The HTML parser is a custom character-by-character scanner. Real-world HTML ships with unclosed tags, mismatched quotes, and encoding errors. A DOM parser would reject half the web.

Framework-aware content processors

After parsing, framework-specific processors discover additional URLs. Next.js sites trigger RSC payload extraction and _next/static/ chunk scanning. Astro sites trigger island component URL discovery. WordPress sites get wp-content and wp-includes path scanning.
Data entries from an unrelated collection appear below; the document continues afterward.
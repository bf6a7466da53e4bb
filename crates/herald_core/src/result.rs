//! Per-platform publishing outcomes.

use crate::Platform;
use derive_getters::Getters;
use serde::{Deserialize, Serialize};

/// One posted tweet of a thread.
#[derive(Debug, Clone, PartialEq, Eq, Serialize, Deserialize)]
pub struct PostedTweet {
    /// Tweet id (synthetic in dry run)
    pub id: String,
    /// Text as posted
    pub text: String,
}

/// Outcome of publishing one idea to one platform.
///
/// Built with [`PlatformResult::success`] or [`PlatformResult::failure`] and
/// the `with_*` setters, then never changed.
///
/// # Examples
///
/// ```
/// use herald_core::{Platform, PlatformResult};
///
/// let ok = PlatformResult::success(Platform::Reddit)
///     .with_url("https://reddit.com/r/test/")
///     .with_dry_run(true);
/// assert!(ok.is_success());
///
/// let failed = PlatformResult::failure(Platform::Twitter, "boom");
/// assert_eq!(failed.error().as_deref(), Some("boom"));
/// ```
#[derive(
    Debug, Clone, PartialEq, Eq, Serialize, Deserialize, Getters, derive_setters::Setters,
)]
#[serde(rename_all = "camelCase")]
#[setters(prefix = "with_", into, strip_option)]
pub struct PlatformResult {
    /// Target platform
    #[setters(skip)]
    platform: Platform,
    /// Whether publishing succeeded
    #[getter(skip)]
    #[setters(skip)]
    success: bool,
    /// Platform post id
    #[serde(default, skip_serializing_if = "Option::is_none")]
    post_id: Option<String>,
    /// Public URL
    #[serde(default, skip_serializing_if = "Option::is_none")]
    url: Option<String>,
    /// Title as published
    #[serde(default, skip_serializing_if = "Option::is_none")]
    title: Option<String>,
    /// Subreddit posted to
    #[serde(default, skip_serializing_if = "Option::is_none")]
    subreddit: Option<String>,
    /// Per-tweet results, in thread order
    #[serde(default, skip_serializing_if = "Option::is_none")]
    results: Option<Vec<PostedTweet>>,
    /// Number of tweets posted
    #[serde(default, skip_serializing_if = "Option::is_none")]
    count: Option<usize>,
    /// Set when publishing was simulated
    #[serde(default, skip_serializing_if = "std::ops::Not::not")]
    dry_run: bool,
    /// Failure reason
    #[serde(default, skip_serializing_if = "Option::is_none")]
    #[setters(skip)]
    error: Option<String>,
}

impl PlatformResult {
    /// Successful result with no platform-specific fields yet.
    pub fn success(platform: Platform) -> Self {
        Self {
            platform,
            success: true,
            post_id: None,
            url: None,
            title: None,
            subreddit: None,
            results: None,
            count: None,
            dry_run: false,
            error: None,
        }
    }

    /// Failed result carrying the error message.
    pub fn failure(platform: Platform, error: impl Into<String>) -> Self {
        Self {
            success: false,
            error: Some(error.into()),
            ..Self::success(platform)
        }
    }

    /// Whether publishing succeeded.
    pub fn is_success(&self) -> bool {
        self.success
    }
}
//! Credential verification summary.

use herald_interface::CredentialCheck;

/// Aggregate of credential checks across enabled platforms.
#[derive(Debug, Clone, PartialEq, Eq)]
pub struct VerificationSummary {
    checks: Vec<CredentialCheck>,
}

impl VerificationSummary {
    /// Summarise the checks of all enabled platforms.
    pub fn new(checks: Vec<CredentialCheck>) -> Self {
        Self { checks }
    }

    /// Individual checks.
    pub fn checks(&self) -> &[CredentialCheck] {
        &self.checks
    }

    /// Number of enabled platforms checked.
    pub fn enabled(&self) -> usize {
        self.checks.len()
    }

    /// Number of platforms whose credentials were accepted.
    pub fn verified(&self) -> usize {
        self.checks.iter().filter(|c| c.is_verified()).count()
    }

    /// True when at least one platform verified and none failed.
    pub fn is_success(&self) -> bool {
        let verified = self.verified();
        verified > 0 && verified == self.enabled()
    }
}

#[cfg(test)]
mod tests {
    use super::*;
    use herald_core::Platform;
    use herald_interface::CredentialStatus;

    fn ok(platform: Platform) -> CredentialCheck {
        CredentialCheck {
            platform,
            outcome: Ok(CredentialStatus::new(platform, "acct", None)),
        }
    }

    fn failed(platform: Platform) -> CredentialCheck {
        CredentialCheck {
            platform,
            outcome: Err("401 Unauthorized".to_string()),
        }
    }

    #[test]
    fn test_no_platforms_is_failure() {
        assert!(!VerificationSummary::new(vec![]).is_success());
    }

    #[test]
    fn test_partial_verification_is_failure() {
        let summary = VerificationSummary::new(vec![ok(Platform::Twitter), failed(Platform::Reddit)]);
        assert_eq!(summary.enabled(), 2);
        assert_eq!(summary.verified(), 1);
        assert!(!summary.is_success());
    }

    #[test]
    fn test_all_verified_is_success() {
        let summary = VerificationSummary::new(vec![ok(Platform::Twitter), ok(Platform::Blogger)]);
        assert!(summary.is_success());
    }
}
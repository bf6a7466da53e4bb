use crate::http::{build_client, decode_error, ensure_success, transport_error};
use async_trait::async_trait;
use derive_getters::Getters;
use herald_error::{PublishError, PublishErrorKind, PublishResult};
use reqwest::Client;
use serde::Deserialize;
use std::time::{Duration, Instant};
use tokio::sync::Mutex;
use tracing::{debug, error, instrument, warn};

const TOKEN_URL: &str = "https://www.reddit.com/api/v1/access_token";
const OAUTH_API_URL: &str = "https://oauth.reddit.com";

/// A created self post.
#[derive(Debug, Clone, PartialEq, Eq, Getters)]
pub struct RedditSubmission {
    /// Post id
    id: String,
    /// Permalink URL
    url: String,
}

impl RedditSubmission {
    /// Create a submission record.
    pub fn new(id: impl Into<String>, url: impl Into<String>) -> Self {
        Self {
            id: id.into(),
            url: url.into(),
        }
    }
}

/// The authenticated Reddit account.
#[derive(Debug, Clone, PartialEq, Eq, Deserialize, Getters)]
pub struct RedditAccount {
    /// Username
    name: String,
    /// Link karma
    #[serde(default)]
    link_karma: i64,
    /// Comment karma
    #[serde(default)]
    comment_karma: i64,
}

impl RedditAccount {
    /// Create an account record.
    pub fn new(name: impl Into<String>, link_karma: i64, comment_karma: i64) -> Self {
        Self {
            name: name.into(),
            link_karma,
            comment_karma,
        }
    }

    /// Link plus comment karma.
    pub fn total_karma(&self) -> i64 {
        self.link_karma + self.comment_karma
    }
}

/// Public details of a subreddit.
#[derive(Debug, Clone, PartialEq, Eq, Deserialize, Getters)]
pub struct SubredditInfo {
    /// Display name without the `r/` prefix
    #[serde(rename = "display_name")]
    name: String,
    /// Subscriber count
    #[serde(default)]
    subscribers: u64,
    /// Public description
    #[serde(default, rename = "public_description")]
    description: String,
}

impl SubredditInfo {
    /// Create a subreddit record.
    pub fn new(name: impl Into<String>, subscribers: u64, description: impl Into<String>) -> Self {
        Self {
            name: name.into(),
            subscribers,
            description: description.into(),
        }
    }
}

/// The Reddit API calls Herald needs.
#[async_trait]
pub trait RedditApi: Send + Sync {
    /// Submit a self post.
    async fn submit_self_post(
        &self,
        subreddit: &str,
        title: &str,
        body: &str,
    ) -> PublishResult<RedditSubmission>;

    /// The authenticated account.
    async fn me(&self) -> PublishResult<RedditAccount>;

    /// Public details of `subreddit`.
    async fn subreddit_info(&self, subreddit: &str) -> PublishResult<SubredditInfo>;
}

/// Script-app credentials for the password grant.
#[derive(Clone, Getters, derive_builder::Builder)]
#[builder(setter(into))]
pub struct RedditCredentials {
    /// OAuth client id
    client_id: String,
    /// OAuth client secret
    client_secret: String,
    /// Account username
    username: String,
    /// Account password
    password: String,
    /// User agent sent with every request
    user_agent: String,
}

impl std::fmt::Debug for RedditCredentials {
    fn fmt(&self, f: &mut std::fmt::Formatter<'_>) -> std::fmt::Result {
        f.debug_struct("RedditCredentials")
            .field("client_id", &self.client_id)
            .field("username", &self.username)
            .field("user_agent", &self.user_agent)
            .finish_non_exhaustive()
    }
}

#[derive(Deserialize)]
struct TokenResponse {
    access_token: Option<String>,
    #[serde(default)]
    expires_in: u64,
    error: Option<String>,
}

#[derive(Deserialize)]
struct AboutEnvelope {
    data: SubredditInfo,
}

#[derive(Deserialize)]
struct SubmitEnvelope {
    json: SubmitJson,
}

#[derive(Deserialize)]
struct SubmitJson {
    #[serde(default)]
    errors: Vec<Vec<serde_json::Value>>,
    data: Option<SubmitData>,
}

#[derive(Deserialize)]
struct SubmitData {
    id: String,
    url: String,
}

/// Classify a Reddit `json.errors` entry.
fn submit_error(errors: &[Vec<serde_json::Value>]) -> PublishError {
    let parts: Vec<String> = errors
        .first()
        .map(|entry| {
            entry
                .iter()
                .filter_map(|v| v.as_str().map(str::to_string))
                .collect()
        })
        .unwrap_or_default();
    let code = parts.first().cloned().unwrap_or_default();
    let message = parts.join(": ");

    let kind = match code.as_str() {
        "RATELIMIT" => {
            warn!(message = %message, "Reddit rate limit hit, will retry later");
            PublishErrorKind::RateLimited(message)
        }
        "SUBREDDIT_NOEXIST" => {
            error!(message = %message, "Subreddit does not exist");
            PublishErrorKind::TargetNotFound(message)
        }
        _ => PublishErrorKind::Validation(message),
    };
    PublishError::new(kind)
}

/// Reddit OAuth client authenticating with the script-app password grant.
#[derive(Debug)]
pub struct HttpRedditApi {
    client: Client,
    credentials: RedditCredentials,
    token: Mutex<Option<(String, Instant)>>,
}

impl HttpRedditApi {
    /// Create a client.
    ///
    /// # Errors
    ///
    /// Returns a transport error if the HTTP client cannot be built.
    pub fn new(credentials: RedditCredentials) -> PublishResult<Self> {
        Ok(Self {
            client: build_client(&credentials.user_agent)?,
            credentials,
            token: Mutex::new(None),
        })
    }

    /// Cached bearer token, refreshed a minute before expiry.
    #[instrument(skip(self))]
    async fn access_token(&self) -> PublishResult<String> {
        let mut guard = self.token.lock().await;
        if let Some((token, expires)) = guard.as_ref() {
            if Instant::now() < *expires {
                return Ok(token.clone());
            }
        }

        debug!("Requesting Reddit access token");
        let response = self
            .client
            .post(TOKEN_URL)
            .basic_auth(&self.credentials.client_id, Some(&self.credentials.client_secret))
            .form(&[
                ("grant_type", "password"),
                ("username", self.credentials.username.as_str()),
                ("password", self.credentials.password.as_str()),
            ])
            .send()
            .await
            .map_err(|e| transport_error("reddit", e))?;

        let token: TokenResponse = ensure_success("reddit", response)
            .await?
            .json()
            .await
            .map_err(|e| decode_error("reddit", e))?;

        let access_token = match (token.access_token, token.error) {
            (Some(access_token), None) => access_token,
            (_, error) => {
                return Err(PublishError::new(PublishErrorKind::Authentication(
                    error.unwrap_or_else(|| "no access token returned".to_string()),
                )));
            }
        };

        let lifetime = Duration::from_secs(token.expires_in.saturating_sub(60));
        *guard = Some((access_token.clone(), Instant::now() + lifetime));
        Ok(access_token)
    }
}

#[async_trait]
impl RedditApi for HttpRedditApi {
    #[instrument(skip(self, title, body))]
    async fn submit_self_post(
        &self,
        subreddit: &str,
        title: &str,
        body: &str,
    ) -> PublishResult<RedditSubmission> {
        let token = self.access_token().await?;
        let response = self
            .client
            .post(format!("{}/api/submit", OAUTH_API_URL))
            .bearer_auth(token)
            .form(&[
                ("sr", subreddit),
                ("kind", "self"),
                ("title", title),
                ("text", body),
                ("api_type", "json"),
            ])
            .send()
            .await
            .map_err(|e| transport_error("reddit", e))?;

        let envelope: SubmitEnvelope = ensure_success("reddit", response)
            .await?
            .json()
            .await
            .map_err(|e| decode_error("reddit", e))?;

        if !envelope.json.errors.is_empty() {
            return Err(submit_error(&envelope.json.errors));
        }

        let data = envelope.json.data.ok_or_else(|| {
            PublishError::new(PublishErrorKind::Api {
                status: 200,
                message: "Reddit submit returned no data".to_string(),
            })
        })?;

        Ok(RedditSubmission::new(data.id, data.url))
    }

    async fn me(&self) -> PublishResult<RedditAccount> {
        let token = self.access_token().await?;
        let response = self
            .client
            .get(format!("{}/api/v1/me", OAUTH_API_URL))
            .bearer_auth(token)
            .send()
            .await
            .map_err(|e| transport_error("reddit", e))?;

        ensure_success("reddit", response)
            .await?
            .json()
            .await
            .map_err(|e| decode_error("reddit", e))
    }

    #[instrument(skip(self))]
    async fn subreddit_info(&self, subreddit: &str) -> PublishResult<SubredditInfo> {
        let token = self.access_token().await?;
        let response = self
            .client
            .get(format!("{}/r/{}/about", OAUTH_API_URL, subreddit))
            .bearer_auth(token)
            .send()
            .await
            .map_err(|e| transport_error("reddit", e))?;

        let about: AboutEnvelope = ensure_success("reddit", response)
            .await?
            .json()
            .await
            .map_err(|e| decode_error("reddit", e))?;
        Ok(about.data)
    }
}

#[cfg(test)]
mod tests {
    use super::*;
    use serde_json::json;

    #[test]
    fn test_ratelimit_error_is_classified() {
        let errors = vec![vec![
            json!("RATELIMIT"),
            json!("you are doing that too much"),
            json!("ratelimit"),
        ]];
        let err = submit_error(&errors);
        assert!(matches!(err.kind, PublishErrorKind::RateLimited(ref m) if m.starts_with("RATELIMIT")));
    }

    #[test]
    fn test_missing_subreddit_is_classified() {
        let errors = vec![vec![json!("SUBREDDIT_NOEXIST"), json!("that subreddit doesn't exist"), json!("sr")]];
        assert!(matches!(submit_error(&errors).kind, PublishErrorKind::TargetNotFound(_)));
    }

    #[test]
    fn test_about_payload_decodes() {
        let payload = json!({
            "kind": "t5",
            "data": {
                "display_name": "rust",
                "subscribers": 312000,
                "public_description": "A place for all things Rust",
                "over18": false
            }
        });
        let about: AboutEnvelope = serde_json::from_value(payload).unwrap();
        assert_eq!(about.data, SubredditInfo::new("rust", 312000, "A place for all things Rust"));
    }

    #[test]
    fn test_credentials_debug_hides_secrets() {
        let credentials = RedditCredentialsBuilder::default()
            .client_id("id")
            .client_secret("hunter2")
            .username("bot")
            .password("swordfish")
            .user_agent("herald/test")
            .build()
            .unwrap();
        let rendered = format!("{:?}", credentials);
        assert!(!rendered.contains("hunter2"));
        assert!(!rendered.contains("swordfish"));
    }
}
Supported frameworks: Next.js, Astro, Svelte/SvelteKit, Vue/Nuxt, React, Angular, Gatsby, WordPress, Hugo, Jekyll.

What gets analyzed

19 site analyzers run after the crawl completes. Each analyzer produces findings with severity levels (critical, warning, notice, info) and specific recommendations.

Analyzer	What it checks
SEO	Title, meta description, headings, canonical URLs, word count, readability
Social meta	Open Graph tags, Twitter cards, relative image URLs, URL mismatches
Accessibility	Alt text, ARIA attributes, heading hierarchy, color contrast hints
Security	HTTPS, HSTS, CSP, X-Frame-Options, cookie flags, server header leaks
Best practices	Viewport meta, favicon, broken links, large images, deprecated HTML
Content quality	Thin content, duplicate titles, missing descriptions
Duplicate content	Exact duplicates (SHA-256) and near-duplicates with similarity scores
Link intelligence	Internal/external link counts, orphan pages, link graph analysis
Orphan pages	Pages with no internal links pointing to them, sitemap cross-reference
Redirect chains	Loops, long chains, mixed permanent/temporary, HTTP-to-HTTPS
URL hygiene	Trailing slashes, mixed case, query parameter bloat, fragment misuse
Tracking	Third-party trackers, analytics scripts, ad networks, cookie surface
Images	Missing alt text, oversized images, missing dimensions, format suggestions
Keywords	Top keywords by frequency, co-occurring groups, density analysis
Design system	Colors, typography, spacing, breakpoints, component detection
Hreflang	Language/region tag validation, self-referencing, return link verification
404 detection	Broken internal links, missing assets, soft 404 pages
Parity	HTML/JS rendering differences (title, h1, meta, canonical, robots)
Technology	Technology fingerprinting across 59+ technologies

Results feed into a scoring system that grades the site across 15 categories. Each category gets a 0-100 score with color-coded thresholds.

Intelligence layer

Beyond basic analysis, Crawlio provides deeper intelligence capabilities.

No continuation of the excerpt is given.